Collected data:
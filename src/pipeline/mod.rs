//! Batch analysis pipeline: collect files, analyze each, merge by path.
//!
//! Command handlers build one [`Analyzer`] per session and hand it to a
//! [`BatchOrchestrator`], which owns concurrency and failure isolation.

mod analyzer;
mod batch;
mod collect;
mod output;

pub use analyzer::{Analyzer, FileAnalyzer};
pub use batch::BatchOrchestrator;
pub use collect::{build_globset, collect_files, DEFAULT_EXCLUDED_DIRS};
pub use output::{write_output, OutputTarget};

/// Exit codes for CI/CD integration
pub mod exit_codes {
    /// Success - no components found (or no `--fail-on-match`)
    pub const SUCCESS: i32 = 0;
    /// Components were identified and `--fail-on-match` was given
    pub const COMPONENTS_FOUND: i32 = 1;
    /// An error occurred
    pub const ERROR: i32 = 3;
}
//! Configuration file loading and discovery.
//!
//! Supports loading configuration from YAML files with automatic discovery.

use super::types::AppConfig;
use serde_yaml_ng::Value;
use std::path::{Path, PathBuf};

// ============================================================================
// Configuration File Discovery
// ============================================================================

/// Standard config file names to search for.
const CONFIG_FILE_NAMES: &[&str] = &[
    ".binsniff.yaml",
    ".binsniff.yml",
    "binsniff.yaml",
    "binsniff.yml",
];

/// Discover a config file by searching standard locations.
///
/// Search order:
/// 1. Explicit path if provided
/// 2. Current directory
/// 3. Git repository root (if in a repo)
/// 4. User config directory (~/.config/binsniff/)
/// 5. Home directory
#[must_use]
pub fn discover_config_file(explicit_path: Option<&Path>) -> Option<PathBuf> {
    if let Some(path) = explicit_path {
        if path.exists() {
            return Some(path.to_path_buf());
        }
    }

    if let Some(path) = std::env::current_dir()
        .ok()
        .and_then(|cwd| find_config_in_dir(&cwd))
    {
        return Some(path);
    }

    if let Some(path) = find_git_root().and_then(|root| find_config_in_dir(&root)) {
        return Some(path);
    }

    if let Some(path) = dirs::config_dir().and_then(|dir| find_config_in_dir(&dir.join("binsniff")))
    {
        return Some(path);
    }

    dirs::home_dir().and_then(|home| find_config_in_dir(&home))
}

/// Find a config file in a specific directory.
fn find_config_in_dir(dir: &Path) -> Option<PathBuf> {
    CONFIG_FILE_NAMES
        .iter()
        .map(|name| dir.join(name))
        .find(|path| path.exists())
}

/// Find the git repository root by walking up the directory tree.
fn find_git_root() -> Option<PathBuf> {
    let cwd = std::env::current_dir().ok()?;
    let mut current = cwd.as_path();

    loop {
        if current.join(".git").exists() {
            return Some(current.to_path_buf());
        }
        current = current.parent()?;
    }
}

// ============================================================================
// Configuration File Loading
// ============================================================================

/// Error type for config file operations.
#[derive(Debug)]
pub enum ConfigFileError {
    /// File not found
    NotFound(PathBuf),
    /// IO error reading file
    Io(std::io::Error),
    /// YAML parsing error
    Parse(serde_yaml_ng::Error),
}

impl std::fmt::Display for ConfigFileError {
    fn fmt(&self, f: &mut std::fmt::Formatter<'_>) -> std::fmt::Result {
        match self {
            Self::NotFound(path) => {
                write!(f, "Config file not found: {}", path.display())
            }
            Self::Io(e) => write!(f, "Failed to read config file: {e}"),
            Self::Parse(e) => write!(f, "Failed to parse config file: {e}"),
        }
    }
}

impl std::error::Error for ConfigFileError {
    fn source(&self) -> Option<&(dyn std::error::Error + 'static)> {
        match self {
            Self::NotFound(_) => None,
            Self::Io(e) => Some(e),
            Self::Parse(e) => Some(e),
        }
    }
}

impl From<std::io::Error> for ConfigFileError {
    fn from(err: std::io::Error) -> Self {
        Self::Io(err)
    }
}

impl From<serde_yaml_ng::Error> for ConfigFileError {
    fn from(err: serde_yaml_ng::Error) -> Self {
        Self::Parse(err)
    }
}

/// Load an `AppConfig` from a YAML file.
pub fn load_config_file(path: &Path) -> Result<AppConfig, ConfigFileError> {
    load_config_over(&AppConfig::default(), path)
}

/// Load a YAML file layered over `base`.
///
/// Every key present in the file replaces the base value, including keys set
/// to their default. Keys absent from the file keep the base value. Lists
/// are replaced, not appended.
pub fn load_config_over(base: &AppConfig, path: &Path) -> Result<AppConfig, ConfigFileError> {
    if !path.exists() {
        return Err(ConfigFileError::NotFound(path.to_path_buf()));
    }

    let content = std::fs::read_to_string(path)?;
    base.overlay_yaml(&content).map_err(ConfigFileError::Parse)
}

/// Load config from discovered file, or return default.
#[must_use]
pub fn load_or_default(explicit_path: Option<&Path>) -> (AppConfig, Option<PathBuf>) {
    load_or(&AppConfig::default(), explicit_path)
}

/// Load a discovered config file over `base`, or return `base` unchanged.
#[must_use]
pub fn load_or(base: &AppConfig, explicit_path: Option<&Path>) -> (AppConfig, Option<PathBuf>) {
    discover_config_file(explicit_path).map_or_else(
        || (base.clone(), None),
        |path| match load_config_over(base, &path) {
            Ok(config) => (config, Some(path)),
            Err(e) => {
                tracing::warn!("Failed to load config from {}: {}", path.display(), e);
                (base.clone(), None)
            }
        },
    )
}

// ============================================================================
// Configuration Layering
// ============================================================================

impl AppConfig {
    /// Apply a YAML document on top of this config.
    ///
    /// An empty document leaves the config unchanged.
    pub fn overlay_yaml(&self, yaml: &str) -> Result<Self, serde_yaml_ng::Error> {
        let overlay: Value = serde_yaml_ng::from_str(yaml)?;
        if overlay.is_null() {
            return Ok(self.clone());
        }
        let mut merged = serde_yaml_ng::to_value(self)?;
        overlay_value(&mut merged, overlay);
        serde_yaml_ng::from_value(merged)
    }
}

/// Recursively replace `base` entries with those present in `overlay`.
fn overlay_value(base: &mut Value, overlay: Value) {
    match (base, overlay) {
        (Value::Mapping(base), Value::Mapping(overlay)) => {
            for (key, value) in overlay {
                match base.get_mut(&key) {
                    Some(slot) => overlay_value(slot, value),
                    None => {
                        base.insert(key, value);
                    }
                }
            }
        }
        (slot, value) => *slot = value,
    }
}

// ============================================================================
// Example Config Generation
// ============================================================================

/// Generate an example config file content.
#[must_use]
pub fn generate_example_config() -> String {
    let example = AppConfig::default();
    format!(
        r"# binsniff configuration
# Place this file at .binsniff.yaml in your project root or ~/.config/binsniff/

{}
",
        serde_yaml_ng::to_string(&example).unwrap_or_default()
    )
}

ASSIGNED TASK – Look above for the line holding "base.overlay_yaml(&content).map_err(ConfigFileError::Parse)" and the line holding "pub fn load_or_default(explicit_path: Option<&Path>)". Retype both, and every line between them, word for word and nothing else.

ANSWER SPACE –
    base.overlay_yaml(&content).map_err(ConfigFileError::Parse)
}

/// Load config from discovered file, or return default.
#[must_use]
pub fn load_or_default(explicit_path: Option<&Path>) -> (AppConfig, Option<PathBuf>) {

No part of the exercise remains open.